Financement des infrastructures de rails

Nous nous engageons en faveur d’un financement sain et durable des infrastructures ferroviaires.


Projet FAIF

Le projet FAIF préconise notamment le remplacement du Fonds FTP par un fonds global d'infrastructure ferroviaire (FIF) non limité dans le temps.

Le train fait face à un problème récurrent de financement. Le projet FAIF, accepté par le Parlement lors de la session d’été 2013, préconise notamment le remplacement du Fonds FTP par un fonds global d'infrastructure ferroviaire (FIF) non limité dans le temps. Ce fonds global (FIF) servira à financer le maintien et l'exploitation du réseau, son extension et à rembourser la dette du Fonds FTP.

Notre prise de position

Le TCS salue le projet de financement et aménagement de l’infrastructure ferroviaire (FAIF). Il a cependant critiqué les mesures suivantes:

  • A) La réduction de la déduction fiscale des frais de transports pour les pendulaires
  • B) Le détournement durable de recettes tirées des huiles minérales, à l’origine affectées à la route
  • Le TCS exige un instrument de financement similaire pour la route et des compensations pour les financements transversaux supplémentaires

« Oui » au projet FAIF

Le peuple et les cantons ont dit « Oui » au projet de financement et d’aménagement de l’infrastructure ferroviaire (FAIF). Nous demandons à présent un fonds équivalent pour l’infrastructure routière.

En mettant les coûts d’aménagement et les coûts subséquents (entretien et exploitation) dans le même fonds, le FAIF permet de garantir une meilleure gestion des coûts du rail à long terme. D’autre part, ce projet donne à la Confédération davantage de moyens et de flexibilité pour réaliser les projets prioritaires, situés notamment sur le plateau et entre les grandes agglomérations. Avec le FAIF, nous disposons d’un instrument de financement performant pour le développement de l’infrastructure ferroviaire. Il s’agit finalement d’un « Oui » à la mobilité, au tour de la route maintenant !

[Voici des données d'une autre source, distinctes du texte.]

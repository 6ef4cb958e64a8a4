//! # Outbound Ports (Driven Ports / SPI)

use crate::domain::entities::{Address, ExternallyOwnedAccount};
use shared_types::RepositoryError;

/// Secure storage of account key material, keyed by address.
///
/// The service never caches keys itself: every signing call goes through
/// [`SecureKeyStore::find`].
pub trait SecureKeyStore: Send + Sync {
    fn save(&self, account: &ExternallyOwnedAccount) -> Result<(), RepositoryError>;

    fn find(&self, address: &Address) -> Result<Option<ExternallyOwnedAccount>, RepositoryError>;

    fn remove(&self, address: &Address) -> Result<(), RepositoryError>;
}
//! # Wallet Runtime Library
//!
//! Exposes configuration, telemetry and the service container so the
//! bootstrap binary and the integration tests build the wallet the same way.

pub mod container;
pub mod telemetry;

pub use container::{load_config, ConfigError, RejectedOverride, WalletConfig, WalletContainer};
pub use telemetry::{init_tracing, TelemetryError};
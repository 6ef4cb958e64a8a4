//! # Wallet Core Test Suite
//!
//! ## Structure
//!
//! ```text
//! tests/src/
//! └── integration/
//!     ├── identity_flows.rs   # registration, lockout, sessions through the runtime container
//!     └── account_flows.rs    # derivation, signing, relay and extension payloads
//! ```
//!
//! ## Running Tests
//!
//! ```bash
//! cargo test -p sw-tests
//! cargo test -p sw-tests integration::identity_flows
//! ```

pub mod integration;
//! # Account Errors
//!
//! No variant carries key material, seeds or mnemonic words.

use crate::domain::entities::Address;
use shared_types::RepositoryError;
use thiserror::Error;

/// Errors that can occur while deriving, storing or using accounts.
#[derive(Debug, Clone, Error, PartialEq, Eq)]
pub enum AccountError {
    /// Phrase is not a valid English BIP39 mnemonic
    #[error("Invalid mnemonic phrase")]
    InvalidMnemonic,

    /// Generated accounts must use 12-word mnemonics
    #[error("Invalid mnemonic word count: expected {expected}, got {actual}")]
    InvalidMnemonicWordCount { expected: usize, actual: usize },

    /// Zero, out of range, or underivable secret key
    #[error("Invalid private key")]
    InvalidPrivateKey,

    #[error("Invalid public key")]
    InvalidPublicKey,

    #[error("Invalid address: {0}")]
    InvalidAddress(String),

    /// r, s or v outside the secp256k1 bounds
    #[error("Signature components out of bounds")]
    SignatureOutOfBounds,

    /// r, s or v could not be parsed
    #[error("Malformed signature encoding")]
    InvalidSignatureEncoding,

    #[error("Signing failed")]
    SigningFailed,

    #[error("Failed to recover signer")]
    RecoveryFailed,

    #[error("Invalid browser extension code: {0}")]
    InvalidExtensionCode(String),

    /// Safe creation needs at least one owner
    #[error("Safe must have at least one owner")]
    NoOwners,

    #[error("Invalid confirmation count {count} for {owners} owners")]
    InvalidConfirmationCount { count: usize, owners: usize },

    #[error("Owner address must be non-zero")]
    ZeroOwnerAddress,

    #[error("Account not found: {0}")]
    AccountNotFound(Address),

    #[error(transparent)]
    Storage(#[from] RepositoryError),
}

/// Result alias for account operations.
pub type AccountResult<T> = Result<T, AccountError>;
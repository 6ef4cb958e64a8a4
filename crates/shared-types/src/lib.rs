//! # Shared Types Crate
//!
//! Types shared by every wallet-core crate.
//!
//! ## Contents
//!
//! - **Time**: [`Timestamp`] (milliseconds since the Unix epoch) and the
//!   injectable [`Clock`] capability.
//! - **Identity**: strongly typed identifiers for users, gatekeepers and sessions.
//! - **Errors**: [`RepositoryError`], the opaque failure every persistence
//!   collaborator reports.
//!
//! ## Design Principles
//!
//! - **No ambient time**: domain logic receives `now` explicitly; only the
//!   outermost layer asks a [`Clock`].
//! - **No ambient state**: nothing in this crate is global.

pub mod errors;
pub mod ids;
pub mod time;

pub use errors::RepositoryError;
pub use ids::{GatekeeperId, SessionId, UserId};
pub use time::{Clock, ManualClock, SystemClock, Timestamp};
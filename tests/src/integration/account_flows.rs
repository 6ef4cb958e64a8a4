//! # Account Flows
//!
//! Key derivation and signing through the container's `AccountService`,
//! plus the payloads exchanged with the relay service and the browser
//! extension.

#[cfg(test)]
mod tests {
    use primitive_types::U256;
    use shared_crypto::keccak256;
    use sw_02_externally_owned_accounts::{
        derive_address, derive_private_key, derive_public_key, is_within_bounds, parse_mnemonic,
        sign, AccountApi, AccountError, Address, Network, SafeCreationResponse,
        SafeCreationTransactionRequest, S_UPPER_BOUND, SECP256K1_N,
    };
    use wallet_runtime::{WalletConfig, WalletContainer};

    // =============================================================================
    // TEST FIXTURES
    // =============================================================================

    const TEST_PHRASE: &str = "test test test test test test test test test test test junk";

    fn container(network: Network) -> WalletContainer {
        let mut config = WalletConfig::default();
        config.accounts.network = network;
        WalletContainer::new(&config).unwrap()
    }

    fn relay_response(r: &str, s: &str, v: &str) -> SafeCreationResponse {
        serde_json::from_value(serde_json::json!({
            "signature": { "r": r, "s": s, "v": v },
            "tx": {
                "from": "0x2b5ad5c4795c026514f8317c7a215e218dccd6cf",
                "value": 0,
                "data": "0x608060",
                "gas": "469472",
                "gasPrice": "10000000000",
                "nonce": 0
            },
            "safe": "0x5aaeb6053f3e94c9b9a09f33669435e7ef1beaed",
            "payment": "4694720000000000"
        }))
        .unwrap()
    }

    // =============================================================================
    // DERIVATION
    // =============================================================================

    #[test]
    fn test_same_mnemonic_same_address() {
        let mnemonic = parse_mnemonic(TEST_PHRASE).unwrap();
        let address = || {
            let private_key = derive_private_key(&mnemonic, Network::Mainnet).unwrap();
            derive_address(&derive_public_key(&private_key).unwrap()).unwrap()
        };

        assert_eq!(address(), address());
        assert_eq!(
            address().to_string(),
            "0xf39Fd6e51aad88F6F4ce6aB8827279cffFb92266"
        );
    }

    #[test]
    fn test_generated_account_roundtrips_through_import() {
        let first = container(Network::Mainnet);
        let account = first.accounts.generate_account().unwrap();
        let phrase = account.mnemonic().unwrap().phrase();

        let second = container(Network::Mainnet);
        let restored = second.accounts.import_account(&phrase).unwrap();
        assert_eq!(restored.address(), account.address());
        assert_eq!(restored.private_key(), account.private_key());
    }

    #[test]
    fn test_derived_accounts_are_distinct() {
        let wallet = container(Network::Mainnet);
        let root = wallet.accounts.import_account(TEST_PHRASE).unwrap();

        let addresses: Vec<Address> = (1..4)
            .map(|i| wallet.accounts.derive_account(&root.address(), i).unwrap().address())
            .collect();
        assert_eq!(
            addresses[0].to_string(),
            "0x70997970C51812dc3A010C7d01b50e0d17dc79C8"
        );
        assert_ne!(addresses[0], addresses[1]);
        assert_ne!(addresses[1], addresses[2]);
        assert_eq!(wallet.key_store.len(), 4);
    }

    // =============================================================================
    // SIGNING
    // =============================================================================

    #[test]
    fn test_signatures_are_low_s_and_verifiable() {
        let wallet = container(Network::Mainnet);
        let account = wallet.accounts.generate_account().unwrap();

        for i in 0..8u8 {
            let message = [i; 16];
            let signature = wallet.accounts.sign_message(&account.address(), &message).unwrap();
            assert!(is_within_bounds(&signature.r, &signature.s, signature.v));
            assert!(wallet
                .accounts
                .verify(&account.address(), &signature, &message)
                .unwrap());
        }
    }

    #[test]
    fn test_transaction_hash_signer_recovered() {
        let wallet = container(Network::Testnet);
        let account = wallet.accounts.generate_account().unwrap();
        let hash = keccak256(b"rlp-encoded transaction");

        let signature = wallet.accounts.sign_hash(&account.address(), &hash).unwrap();
        assert_eq!(
            wallet.accounts.recover_address(&hash, &signature).unwrap(),
            account.address()
        );
    }

    // =============================================================================
    // EXTERNAL PAYLOADS
    // =============================================================================

    #[test]
    fn test_browser_extension_pairing() {
        let wallet = container(Network::Mainnet);
        let extension = container(Network::Mainnet)
            .accounts
            .generate_account()
            .unwrap();

        let expiration = "2026-10-19T12:00:00+00:00";
        let signature = sign(format!("GNO{expiration}").as_bytes(), extension.private_key()).unwrap();
        let code = serde_json::json!({
            "expirationDate": expiration,
            "signature": {
                "v": signature.v,
                "r": signature.r.to_string(),
                "s": signature.s.to_string(),
            }
        })
        .to_string();

        assert_eq!(
            wallet.accounts.address_from_browser_extension_code(&code).unwrap(),
            extension.address()
        );
    }

    #[test]
    fn test_safe_creation_request_uses_random_s() {
        let wallet = container(Network::Mainnet);
        let owner = wallet.accounts.generate_account().unwrap();
        let s = wallet.accounts.ecdsa_random_s();

        let request = SafeCreationTransactionRequest::new(&[owner.address()], 1, s).unwrap();
        assert_eq!(request.owners, vec![owner.address().to_string()]);
        assert_eq!(U256::from_dec_str(&request.s).unwrap(), s);
        assert!(s <= S_UPPER_BOUND);
    }

    #[test]
    fn test_relay_signature_validation() {
        let valid = relay_response("1000", "2000", "28");
        assert!(valid.validated_signature().is_ok());
        assert_eq!(
            valid.safe_address().unwrap().to_string(),
            "0x5aAeb6053F3E94C9b9A09f33669435E7Ef1BeAed"
        );

        let high_s = (S_UPPER_BOUND + U256::one()).to_string();
        assert_eq!(
            relay_response("1000", &high_s, "27").validated_signature(),
            Err(AccountError::SignatureOutOfBounds)
        );
        assert_eq!(
            relay_response(&SECP256K1_N.to_string(), "1", "27").validated_signature(),
            Err(AccountError::SignatureOutOfBounds)
        );
        assert_eq!(
            relay_response("1000", "2000", "26").validated_signature(),
            Err(AccountError::SignatureOutOfBounds)
        );
    }

    #[test]
    fn test_s_bound_is_inclusive() {
        assert!(is_within_bounds(&U256::one(), &S_UPPER_BOUND, 27));
        assert!(!is_within_bounds(&U256::one(), &(S_UPPER_BOUND + U256::one()), 27));
    }
}
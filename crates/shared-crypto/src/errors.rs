//! Crypto error types.

use thiserror::Error;

/// Cryptographic operation errors.
#[derive(Debug, Clone, Error, PartialEq, Eq)]
pub enum CryptoError {
    /// Invalid public key
    #[error("Invalid public key")]
    InvalidPublicKey,

    /// Invalid private key
    #[error("Invalid private key")]
    InvalidPrivateKey,

    /// Invalid signature
    #[error("Invalid signature")]
    InvalidSignature,

    /// Recovery id outside {0, 1}
    #[error("Invalid recovery id: {0}")]
    InvalidRecoveryId(u8),

    /// Signature verification failed
    #[error("Signature verification failed")]
    SignatureVerificationFailed,

    /// Public key recovery failed
    #[error("Public key recovery failed")]
    RecoveryFailed,

    /// Signing failed
    #[error("Signing failed: {0}")]
    SigningFailed(String),

    /// Invalid input for cryptographic operation
    #[error("Invalid input: {0}")]
    InvalidInput(String),
}
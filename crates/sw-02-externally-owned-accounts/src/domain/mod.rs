//! # Domain Layer
//!
//! Key derivation, signing and signature bounds. No I/O; key storage is
//! reached only through the `SecureKeyStore` port.

pub mod bounds;
pub mod derivation;
pub mod entities;
pub mod errors;
pub mod extension_code;
pub mod safe_creation;
pub mod signing;
//! # Service Container
//!
//! Holds the identity-access and account services together with the
//! adapters they were built on. Every collaborator is injected here; no
//! service looks anything up globally.

pub mod config;

pub use config::{load_config, ConfigError, RejectedOverride, WalletConfig};

use shared_types::{Clock, SystemClock};
use std::sync::Arc;
use sw_01_identity_access::{
    GatekeeperState, HmacEncryptionService, IdentityApi, IdentityResult, IdentityService,
    InMemoryGatekeeperRepository, InMemoryUserRepository, MockBiometricService,
};
use sw_02_externally_owned_accounts::{AccountService, InMemoryKeyStore};
use tracing::info;

/// Identity service as wired by the runtime.
pub type WalletIdentityService<C> = IdentityService<
    InMemoryUserRepository,
    InMemoryGatekeeperRepository,
    HmacEncryptionService,
    MockBiometricService,
    C,
>;

/// Account service as wired by the runtime.
pub type WalletAccountService = AccountService<InMemoryKeyStore>;

/// Wallet services and their adapters.
pub struct WalletContainer<C: Clock = SystemClock> {
    pub users: Arc<InMemoryUserRepository>,
    pub gatekeepers: Arc<InMemoryGatekeeperRepository>,
    pub biometrics: Arc<MockBiometricService>,
    pub key_store: Arc<InMemoryKeyStore>,
    pub identity: Arc<WalletIdentityService<C>>,
    pub accounts: Arc<WalletAccountService>,
}

impl WalletContainer<SystemClock> {
    /// Build the container on the system clock with no biometric sensor.
    pub fn new(config: &WalletConfig) -> Result<Self, ConfigError> {
        Self::with_collaborators(
            config,
            Arc::new(SystemClock),
            Arc::new(MockBiometricService::unavailable()),
        )
    }
}

impl<C: Clock> WalletContainer<C> {
    /// Build the container with an explicit clock and biometric adapter.
    ///
    /// # Errors
    /// * `InvalidPolicy` - the configured authentication policy is invalid
    pub fn with_collaborators(
        config: &WalletConfig,
        clock: Arc<C>,
        biometrics: Arc<MockBiometricService>,
    ) -> Result<Self, ConfigError> {
        let policy = config.authentication.policy()?;

        let users = Arc::new(InMemoryUserRepository::new());
        let gatekeepers = Arc::new(InMemoryGatekeeperRepository::new());
        let encryption = Arc::new(HmacEncryptionService::new(
            config.security.password_hmac_secret,
        ));
        let key_store = Arc::new(InMemoryKeyStore::new());

        let identity = Arc::new(IdentityService::new(
            Arc::clone(&users),
            Arc::clone(&gatekeepers),
            encryption,
            Arc::clone(&biometrics),
            clock,
            policy,
        ));
        let accounts = Arc::new(AccountService::new(
            Arc::clone(&key_store),
            config.accounts.network,
        ));

        info!(
            network = %config.accounts.network,
            session_secs = config.authentication.session_duration_secs,
            max_failed_attempts = config.authentication.max_failed_attempts,
            block_secs = config.authentication.block_duration_secs,
            "Wallet container initialized"
        );

        Ok(Self {
            users,
            gatekeepers,
            biometrics,
            key_store,
            identity,
            accounts,
        })
    }

    /// Make sure a gatekeeper exists and report the access state it is in.
    pub fn prepare_access(&self) -> IdentityResult<GatekeeperState> {
        self.identity.ensure_gatekeeper()?;
        self.identity.access_state()
    }
}
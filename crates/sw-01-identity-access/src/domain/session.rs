//! Time-bounded "currently unlocked" state, owned by a `Gatekeeper`.

use crate::domain::errors::SessionError;
use serde::{Deserialize, Serialize};
use shared_types::{SessionId, Timestamp};
use std::time::Duration;

/// A session is active from `start` until `duration` has passed since the
/// later of its start and its last renewal, unless finished earlier.
#[derive(Debug, Clone, PartialEq, Eq, Serialize, Deserialize)]
pub struct Session {
    id: SessionId,
    started_at: Option<Timestamp>,
    ended_at: Option<Timestamp>,
    updated_at: Option<Timestamp>,
    duration: Duration,
}

impl Session {
    /// Create an unstarted session.
    pub fn new(duration: Duration) -> Self {
        Self {
            id: SessionId::new(),
            started_at: None,
            ended_at: None,
            updated_at: None,
            duration,
        }
    }

    pub fn id(&self) -> SessionId {
        self.id
    }

    pub fn started_at(&self) -> Option<Timestamp> {
        self.started_at
    }

    pub fn ended_at(&self) -> Option<Timestamp> {
        self.ended_at
    }

    pub fn updated_at(&self) -> Option<Timestamp> {
        self.updated_at
    }

    pub fn duration(&self) -> Duration {
        self.duration
    }

    pub fn start(&mut self, now: Timestamp) {
        self.started_at = Some(now);
        self.ended_at = None;
        self.updated_at = None;
    }

    /// Moment the session stops being active, if it was ever started.
    pub fn expires_at(&self) -> Option<Timestamp> {
        self.updated_at
            .or(self.started_at)
            .map(|from| from.saturating_add(self.duration))
    }

    pub fn is_active(&self, now: Timestamp) -> bool {
        if self.ended_at.is_some() {
            return false;
        }
        match self.expires_at() {
            Some(expiry) => now < expiry,
            None => false,
        }
    }

    /// Extend the session so it expires `duration` after `now`.
    pub fn renew(&mut self, now: Timestamp) -> Result<(), SessionError> {
        if !self.is_active(now) {
            return Err(SessionError::NotActive);
        }
        self.updated_at = Some(now);
        Ok(())
    }

    /// End the session explicitly (sign-out). No-op for an unstarted session.
    pub fn finish(&mut self, now: Timestamp) {
        if self.started_at.is_some() && self.ended_at.is_none() {
            self.ended_at = Some(now);
        }
    }
}

#[cfg(test)]
mod tests {
    use super::*;

    fn at(secs: u64) -> Timestamp {
        Timestamp::from_secs(secs)
    }

    #[test]
    fn test_new_session_is_inactive() {
        let session = Session::new(Duration::from_secs(10));
        assert!(!session.is_active(at(0)));
        assert_eq!(session.expires_at(), None);
    }

    #[test]
    fn test_active_until_duration_elapses() {
        let mut session = Session::new(Duration::from_secs(10));
        session.start(at(100));

        assert!(session.is_active(at(100)));
        assert!(session.is_active(Timestamp::from_millis(109_999)));
        assert!(!session.is_active(at(110)));
        assert!(!session.is_active(at(500)));
    }

    #[test]
    fn test_renew_extends_expiry() {
        let mut session = Session::new(Duration::from_secs(10));
        session.start(at(0));
        session.renew(at(8)).unwrap();

        assert!(session.is_active(at(17)));
        assert!(!session.is_active(at(18)));
    }

    #[test]
    fn test_renew_inactive_fails() {
        let mut session = Session::new(Duration::from_secs(10));
        assert_eq!(session.renew(at(0)), Err(SessionError::NotActive));

        session.start(at(0));
        assert_eq!(session.renew(at(10)), Err(SessionError::NotActive));
    }

    #[test]
    fn test_finish_ends_session() {
        let mut session = Session::new(Duration::from_secs(10));
        session.start(at(0));
        session.finish(at(3));

        assert!(!session.is_active(at(4)));
        assert_eq!(session.ended_at(), Some(at(3)));
    }

    #[test]
    fn test_restart_clears_end() {
        let mut session = Session::new(Duration::from_secs(10));
        session.start(at(0));
        session.finish(at(1));
        session.start(at(2));

        assert!(session.is_active(at(5)));
        assert_eq!(session.ended_at(), None);
    }
}
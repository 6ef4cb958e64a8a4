//! Authentication policy value object.

use crate::domain::errors::PolicyError;
use serde::{Deserialize, Serialize};
use std::time::Duration;

/// Session length used when nothing else is configured.
pub const DEFAULT_SESSION_DURATION: Duration = Duration::from_secs(300);
/// Failed attempts allowed before access is blocked.
pub const DEFAULT_MAX_FAILED_ATTEMPTS: u32 = 5;
/// How long access stays blocked once the threshold is reached.
pub const DEFAULT_BLOCK_DURATION: Duration = Duration::from_secs(15);
/// Shortest session a policy accepts. Timestamps have millisecond
/// resolution, so anything shorter would expire the moment it starts.
pub const MIN_SESSION_DURATION: Duration = Duration::from_millis(1);

/// Immutable thresholds governing sessions and lockout.
///
/// Every constructor validates, so an `AuthenticationPolicy` in hand is
/// always well-formed.
#[derive(Debug, Clone, Copy, PartialEq, Eq, Serialize, Deserialize)]
pub struct AuthenticationPolicy {
    session_duration: Duration,
    max_failed_attempts: u32,
    block_duration: Duration,
}

impl AuthenticationPolicy {
    /// Create a policy. `session_duration` must be at least
    /// [`MIN_SESSION_DURATION`] and `max_failed_attempts` positive; a zero
    /// block duration is allowed.
    pub fn new(
        session_duration: Duration,
        max_failed_attempts: u32,
        block_duration: Duration,
    ) -> Result<Self, PolicyError> {
        if session_duration < MIN_SESSION_DURATION {
            return Err(PolicyError::InvalidSessionDuration);
        }
        if max_failed_attempts == 0 {
            return Err(PolicyError::InvalidMaxFailedAttempts);
        }
        Ok(Self {
            session_duration,
            max_failed_attempts,
            block_duration,
        })
    }

    /// Create from fractional seconds, as settings screens and config files
    /// express them. NaN, infinite and negative values are rejected.
    pub fn from_secs_f64(
        session_secs: f64,
        max_failed_attempts: u32,
        block_secs: f64,
    ) -> Result<Self, PolicyError> {
        if !session_secs.is_finite() || session_secs <= 0.0 {
            return Err(PolicyError::InvalidSessionDuration);
        }
        let session_duration = Duration::try_from_secs_f64(session_secs)
            .map_err(|_| PolicyError::InvalidSessionDuration)?;
        let block_duration =
            Duration::try_from_secs_f64(block_secs).map_err(|_| PolicyError::InvalidBlockDuration)?;
        Self::new(session_duration, max_failed_attempts, block_duration)
    }

    pub fn session_duration(&self) -> Duration {
        self.session_duration
    }

    pub fn max_failed_attempts(&self) -> u32 {
        self.max_failed_attempts
    }

    pub fn block_duration(&self) -> Duration {
        self.block_duration
    }

    /// Copy with a different session duration.
    pub fn with_session_duration(&self, session_duration: Duration) -> Result<Self, PolicyError> {
        Self::new(session_duration, self.max_failed_attempts, self.block_duration)
    }

    /// Copy with a different failed-attempt threshold.
    pub fn with_max_failed_attempts(&self, max_failed_attempts: u32) -> Result<Self, PolicyError> {
        Self::new(self.session_duration, max_failed_attempts, self.block_duration)
    }

    /// Copy with a different block duration.
    pub fn with_block_duration(&self, block_duration: Duration) -> Result<Self, PolicyError> {
        Self::new(self.session_duration, self.max_failed_attempts, block_duration)
    }
}

impl Default for AuthenticationPolicy {
    fn default() -> Self {
        Self {
            session_duration: DEFAULT_SESSION_DURATION,
            max_failed_attempts: DEFAULT_MAX_FAILED_ATTEMPTS,
            block_duration: DEFAULT_BLOCK_DURATION,
        }
    }
}

#[cfg(test)]
mod tests {
    use super::*;

    #[test]
    fn test_valid_policy() {
        let policy =
            AuthenticationPolicy::new(Duration::from_secs(2), 2, Duration::from_secs(1)).unwrap();
        assert_eq!(policy.session_duration(), Duration::from_secs(2));
        assert_eq!(policy.max_failed_attempts(), 2);
        assert_eq!(policy.block_duration(), Duration::from_secs(1));
    }

    #[test]
    fn test_sub_millisecond_session_rejected() {
        assert_eq!(
            AuthenticationPolicy::new(Duration::from_micros(500), 3, Duration::from_secs(1)),
            Err(PolicyError::InvalidSessionDuration)
        );
        assert_eq!(
            AuthenticationPolicy::from_secs_f64(0.0009, 3, 1.0),
            Err(PolicyError::InvalidSessionDuration)
        );
        assert!(AuthenticationPolicy::new(MIN_SESSION_DURATION, 3, Duration::ZERO).is_ok());
    }

    #[test]
    fn test_zero_session_duration_rejected() {
        assert_eq!(
            AuthenticationPolicy::new(Duration::ZERO, 3, Duration::from_secs(1)),
            Err(PolicyError::InvalidSessionDuration)
        );
    }

    #[test]
    fn test_zero_attempts_rejected() {
        assert_eq!(
            AuthenticationPolicy::new(Duration::from_secs(1), 0, Duration::from_secs(1)),
            Err(PolicyError::InvalidMaxFailedAttempts)
        );
    }

    #[test]
    fn test_zero_block_duration_allowed() {
        assert!(AuthenticationPolicy::new(Duration::from_secs(1), 1, Duration::ZERO).is_ok());
    }

    #[test]
    fn test_from_secs_f64_rejects_non_finite() {
        assert_eq!(
            AuthenticationPolicy::from_secs_f64(f64::NAN, 3, 1.0),
            Err(PolicyError::InvalidSessionDuration)
        );
        assert_eq!(
            AuthenticationPolicy::from_secs_f64(-1.0, 3, 1.0),
            Err(PolicyError::InvalidSessionDuration)
        );
        assert_eq!(
            AuthenticationPolicy::from_secs_f64(1.0, 3, f64::INFINITY),
            Err(PolicyError::InvalidBlockDuration)
        );
        assert_eq!(
            AuthenticationPolicy::from_secs_f64(1.0, 3, -0.5),
            Err(PolicyError::InvalidBlockDuration)
        );
    }

    #[test]
    fn test_from_secs_f64_fractional() {
        let policy = AuthenticationPolicy::from_secs_f64(1.5, 3, 0.25).unwrap();
        assert_eq!(policy.session_duration(), Duration::from_millis(1500));
        assert_eq!(policy.block_duration(), Duration::from_millis(250));
    }

    #[test]
    fn test_with_builders_validate() {
        let policy = AuthenticationPolicy::default();
        assert_eq!(
            policy.with_session_duration(Duration::ZERO),
            Err(PolicyError::InvalidSessionDuration)
        );
        assert_eq!(
            policy.with_max_failed_attempts(0),
            Err(PolicyError::InvalidMaxFailedAttempts)
        );

        let changed = policy.with_block_duration(Duration::from_secs(60)).unwrap();
        assert_eq!(changed.block_duration(), Duration::from_secs(60));
        assert_eq!(changed.session_duration(), policy.session_duration());
    }

    #[test]
    fn test_default_values() {
        let policy = AuthenticationPolicy::default();
        assert_eq!(policy.session_duration(), Duration::from_secs(300));
        assert_eq!(policy.max_failed_attempts(), 5);
        assert_eq!(policy.block_duration(), Duration::from_secs(15));
    }
}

En effet, le réseau routier national a été planifié dans les années 1960 et il ne répond plus aux besoins du 21ème siècle. Les heures d’embouteillages suivent une croissance exponentielle et coûtent cher à la collectivité. Cette situation s’explique par un important déficit de planification et d’investissement depuis presque vingt ans. La première priorité va donc au déploiement d'un programme de développement du réseau national actuellement surchargé, basé sur la demande, afin que la circulation routière puisse à l’avenir redevenir fluide. 

Pour assurer le financement du futur programme de développement de l’infrastructure routière, un instrument équivalent au fonds ferroviaire est indispensable. La création d’un fonds pour les routes nationales et le trafic d’agglomération (FORTA), ancré dans la Constitution, est en cours. 

Dans ce cadre, nous nous engageons pour que la Confédération investisse une part plus importante des recettes tirées des usagers de la route en faveur de l’infrastructure routière. De cette manière, la construction, l'exploitation et l'entretien de l'infrastructure routière pourront être financés par les recettes actuelles du trafic routier.

L'initiative ATE « pour les transports publics » a été retirée

Alors que les auteurs de l'initiative ne revendiquaient soi-disant «que» la moitié des fonds affectés à la route, le texte soumis au parlement exigeait en réalité 70% des financements dédiés à l'infrastructure routière. Cette initiative excessive, qui remettait en question tout le financement de la route, a heureusement été retirée.

Pour mémoire, 25% des recettes affectées à la circulation routière sont utilisés aujourd'hui pour financer les transports publics en Suisse (NLFA, trafic combiné, projets ferroviaires d'agglomération), soit près d'un milliard par an. En ajoutant à ce montant la moitié des recettes sur les carburants réclamés par l'ATE, c'est un total de près de 70% des recettes affectées à la route qui auraient été détournées au profit des transports publics.

En outre, il convient de souligner que la route assure aujourd'hui près de ¾ des prestations de transport et les transports publics seulement 20%. A l'inverse, la Confédération alloue aux transports publics presque le double, soit près de 5 milliards de francs, contre 2.8 milliards environ pour la route.